** Records for the exercise **

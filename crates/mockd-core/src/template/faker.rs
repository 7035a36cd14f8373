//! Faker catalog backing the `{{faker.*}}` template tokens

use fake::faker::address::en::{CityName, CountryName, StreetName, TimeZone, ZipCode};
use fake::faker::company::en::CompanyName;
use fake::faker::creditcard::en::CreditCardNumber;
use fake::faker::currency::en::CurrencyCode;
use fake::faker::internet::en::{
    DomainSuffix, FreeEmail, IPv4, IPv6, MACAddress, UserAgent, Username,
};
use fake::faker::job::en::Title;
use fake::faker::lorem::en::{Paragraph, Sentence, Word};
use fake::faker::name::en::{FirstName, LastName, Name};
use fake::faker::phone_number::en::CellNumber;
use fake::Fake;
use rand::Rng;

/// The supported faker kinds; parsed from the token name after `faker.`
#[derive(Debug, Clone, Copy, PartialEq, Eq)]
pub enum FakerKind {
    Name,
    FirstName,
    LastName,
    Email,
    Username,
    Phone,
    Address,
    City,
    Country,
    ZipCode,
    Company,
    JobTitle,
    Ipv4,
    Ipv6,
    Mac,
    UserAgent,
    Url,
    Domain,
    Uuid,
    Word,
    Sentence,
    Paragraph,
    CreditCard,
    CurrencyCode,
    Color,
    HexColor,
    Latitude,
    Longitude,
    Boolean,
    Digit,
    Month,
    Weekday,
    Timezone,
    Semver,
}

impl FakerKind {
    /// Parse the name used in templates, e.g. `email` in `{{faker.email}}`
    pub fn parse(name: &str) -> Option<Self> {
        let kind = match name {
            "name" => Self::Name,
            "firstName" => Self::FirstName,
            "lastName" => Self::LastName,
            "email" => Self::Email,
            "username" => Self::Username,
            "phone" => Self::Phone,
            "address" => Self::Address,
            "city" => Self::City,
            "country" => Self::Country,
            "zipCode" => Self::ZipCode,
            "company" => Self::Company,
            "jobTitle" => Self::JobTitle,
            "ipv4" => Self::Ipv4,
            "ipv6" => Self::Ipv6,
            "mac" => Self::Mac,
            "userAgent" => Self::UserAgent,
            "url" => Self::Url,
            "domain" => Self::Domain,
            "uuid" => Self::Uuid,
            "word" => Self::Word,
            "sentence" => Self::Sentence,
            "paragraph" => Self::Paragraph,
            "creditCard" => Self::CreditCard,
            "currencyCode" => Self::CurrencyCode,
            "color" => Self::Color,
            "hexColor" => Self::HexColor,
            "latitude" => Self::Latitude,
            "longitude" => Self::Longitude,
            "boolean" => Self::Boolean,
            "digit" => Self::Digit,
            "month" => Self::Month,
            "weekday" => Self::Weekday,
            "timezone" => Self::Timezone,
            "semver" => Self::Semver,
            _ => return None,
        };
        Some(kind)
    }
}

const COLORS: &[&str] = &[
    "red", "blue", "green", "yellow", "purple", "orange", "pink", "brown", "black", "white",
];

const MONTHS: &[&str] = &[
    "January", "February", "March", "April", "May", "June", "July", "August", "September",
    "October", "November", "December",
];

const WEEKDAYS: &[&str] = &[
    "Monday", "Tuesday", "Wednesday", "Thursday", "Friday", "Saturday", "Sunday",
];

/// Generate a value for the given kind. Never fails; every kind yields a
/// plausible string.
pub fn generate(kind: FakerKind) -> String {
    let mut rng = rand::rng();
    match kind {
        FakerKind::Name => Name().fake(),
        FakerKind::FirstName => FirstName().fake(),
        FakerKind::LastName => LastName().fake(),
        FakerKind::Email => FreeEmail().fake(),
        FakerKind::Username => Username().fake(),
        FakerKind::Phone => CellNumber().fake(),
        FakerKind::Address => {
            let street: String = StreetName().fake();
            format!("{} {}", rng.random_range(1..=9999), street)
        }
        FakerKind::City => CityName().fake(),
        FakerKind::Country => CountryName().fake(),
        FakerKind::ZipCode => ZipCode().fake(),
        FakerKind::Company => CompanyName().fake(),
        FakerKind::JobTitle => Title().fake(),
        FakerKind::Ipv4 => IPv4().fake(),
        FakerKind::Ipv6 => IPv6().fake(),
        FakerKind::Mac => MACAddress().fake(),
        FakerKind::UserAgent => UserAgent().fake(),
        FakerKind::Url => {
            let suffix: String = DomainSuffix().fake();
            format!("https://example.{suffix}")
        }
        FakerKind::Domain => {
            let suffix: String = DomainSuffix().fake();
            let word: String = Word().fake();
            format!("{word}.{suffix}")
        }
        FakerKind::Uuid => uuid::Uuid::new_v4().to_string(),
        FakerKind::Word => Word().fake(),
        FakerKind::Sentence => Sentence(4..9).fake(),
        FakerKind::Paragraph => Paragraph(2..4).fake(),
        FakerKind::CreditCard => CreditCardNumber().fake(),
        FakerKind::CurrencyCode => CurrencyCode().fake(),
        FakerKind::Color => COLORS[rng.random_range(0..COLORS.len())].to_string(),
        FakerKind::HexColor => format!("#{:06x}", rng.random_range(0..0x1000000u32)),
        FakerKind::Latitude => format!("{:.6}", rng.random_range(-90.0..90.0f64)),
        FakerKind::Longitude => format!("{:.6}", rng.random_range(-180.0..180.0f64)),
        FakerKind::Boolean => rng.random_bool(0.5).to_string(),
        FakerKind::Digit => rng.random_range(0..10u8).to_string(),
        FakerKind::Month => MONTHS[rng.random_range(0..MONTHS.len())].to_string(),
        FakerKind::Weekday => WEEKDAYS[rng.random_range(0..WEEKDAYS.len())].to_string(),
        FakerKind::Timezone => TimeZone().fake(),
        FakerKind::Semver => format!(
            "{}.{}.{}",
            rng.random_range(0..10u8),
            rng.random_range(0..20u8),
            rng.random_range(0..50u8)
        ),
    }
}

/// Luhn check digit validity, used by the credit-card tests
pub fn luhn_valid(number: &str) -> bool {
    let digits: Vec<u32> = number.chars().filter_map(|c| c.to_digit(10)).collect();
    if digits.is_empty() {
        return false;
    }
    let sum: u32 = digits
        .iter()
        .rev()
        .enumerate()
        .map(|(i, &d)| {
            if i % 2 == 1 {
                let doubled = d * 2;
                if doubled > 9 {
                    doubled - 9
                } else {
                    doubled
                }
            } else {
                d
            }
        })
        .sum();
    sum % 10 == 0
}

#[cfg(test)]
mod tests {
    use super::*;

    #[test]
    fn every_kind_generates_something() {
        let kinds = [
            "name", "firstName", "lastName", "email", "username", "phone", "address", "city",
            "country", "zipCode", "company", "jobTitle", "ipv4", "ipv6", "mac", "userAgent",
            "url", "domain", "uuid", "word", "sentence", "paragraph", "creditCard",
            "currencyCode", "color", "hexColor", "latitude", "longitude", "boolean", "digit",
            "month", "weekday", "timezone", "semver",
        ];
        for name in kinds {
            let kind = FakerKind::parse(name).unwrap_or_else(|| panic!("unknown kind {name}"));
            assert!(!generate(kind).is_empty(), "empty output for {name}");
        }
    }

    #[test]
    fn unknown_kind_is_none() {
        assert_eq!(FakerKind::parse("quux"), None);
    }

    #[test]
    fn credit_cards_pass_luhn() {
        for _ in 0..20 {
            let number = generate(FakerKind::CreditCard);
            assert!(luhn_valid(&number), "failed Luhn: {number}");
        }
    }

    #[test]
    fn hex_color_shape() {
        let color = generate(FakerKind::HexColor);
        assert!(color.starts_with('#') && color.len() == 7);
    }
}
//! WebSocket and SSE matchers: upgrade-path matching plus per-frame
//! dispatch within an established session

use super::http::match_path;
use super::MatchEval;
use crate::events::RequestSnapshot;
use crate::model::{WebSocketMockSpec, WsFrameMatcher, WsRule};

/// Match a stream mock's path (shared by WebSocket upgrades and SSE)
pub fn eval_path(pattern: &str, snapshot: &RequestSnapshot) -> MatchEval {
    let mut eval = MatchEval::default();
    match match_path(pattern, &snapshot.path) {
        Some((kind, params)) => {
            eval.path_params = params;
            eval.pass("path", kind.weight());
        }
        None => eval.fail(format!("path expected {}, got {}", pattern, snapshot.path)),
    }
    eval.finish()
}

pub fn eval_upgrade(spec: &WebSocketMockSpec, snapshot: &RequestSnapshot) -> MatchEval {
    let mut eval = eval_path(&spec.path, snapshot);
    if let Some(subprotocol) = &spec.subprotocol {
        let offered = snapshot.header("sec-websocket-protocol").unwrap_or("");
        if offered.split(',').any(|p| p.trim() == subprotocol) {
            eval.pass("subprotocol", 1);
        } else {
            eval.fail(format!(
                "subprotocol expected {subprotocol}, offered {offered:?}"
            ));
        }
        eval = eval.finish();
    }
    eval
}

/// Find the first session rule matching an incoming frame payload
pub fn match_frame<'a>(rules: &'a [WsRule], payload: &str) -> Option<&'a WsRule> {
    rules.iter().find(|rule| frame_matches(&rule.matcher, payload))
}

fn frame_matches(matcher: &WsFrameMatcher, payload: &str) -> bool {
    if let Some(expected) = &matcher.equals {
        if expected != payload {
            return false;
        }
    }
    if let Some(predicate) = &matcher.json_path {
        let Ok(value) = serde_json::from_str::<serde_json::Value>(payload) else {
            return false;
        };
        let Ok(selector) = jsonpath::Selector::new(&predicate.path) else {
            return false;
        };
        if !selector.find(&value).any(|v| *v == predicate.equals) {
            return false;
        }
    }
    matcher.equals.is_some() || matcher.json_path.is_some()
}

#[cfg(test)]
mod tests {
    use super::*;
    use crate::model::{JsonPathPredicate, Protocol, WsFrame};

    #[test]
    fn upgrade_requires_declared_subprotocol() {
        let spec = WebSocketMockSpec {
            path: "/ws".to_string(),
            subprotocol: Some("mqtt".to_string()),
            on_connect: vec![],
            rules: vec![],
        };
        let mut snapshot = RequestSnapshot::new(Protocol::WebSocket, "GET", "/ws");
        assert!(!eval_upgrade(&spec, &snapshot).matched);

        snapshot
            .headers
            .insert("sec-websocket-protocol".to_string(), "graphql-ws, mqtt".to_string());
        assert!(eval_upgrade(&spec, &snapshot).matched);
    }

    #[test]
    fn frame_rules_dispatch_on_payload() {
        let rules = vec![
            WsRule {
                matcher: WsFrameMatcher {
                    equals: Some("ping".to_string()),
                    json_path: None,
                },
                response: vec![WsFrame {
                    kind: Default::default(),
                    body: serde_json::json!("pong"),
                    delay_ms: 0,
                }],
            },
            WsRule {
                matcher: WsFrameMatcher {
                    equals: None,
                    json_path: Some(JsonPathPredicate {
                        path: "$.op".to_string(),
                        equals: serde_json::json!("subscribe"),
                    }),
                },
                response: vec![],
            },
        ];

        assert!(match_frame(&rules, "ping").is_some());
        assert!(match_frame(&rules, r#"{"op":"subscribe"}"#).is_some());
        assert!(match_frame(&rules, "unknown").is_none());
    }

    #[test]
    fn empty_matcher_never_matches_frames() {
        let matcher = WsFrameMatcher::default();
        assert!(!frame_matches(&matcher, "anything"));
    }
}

** What you will do **
"RequestSnapshot" is the string to look for; please copy every line of the records above where it appears.

** Problem solution **
use crate::events::RequestSnapshot;
pub fn eval_path(pattern: &str, snapshot: &RequestSnapshot) -> MatchEval {
pub fn eval_upgrade(spec: &WebSocketMockSpec, snapshot: &RequestSnapshot) -> MatchEval {
        let mut snapshot = RequestSnapshot::new(Protocol::WebSocket, "GET", "/ws");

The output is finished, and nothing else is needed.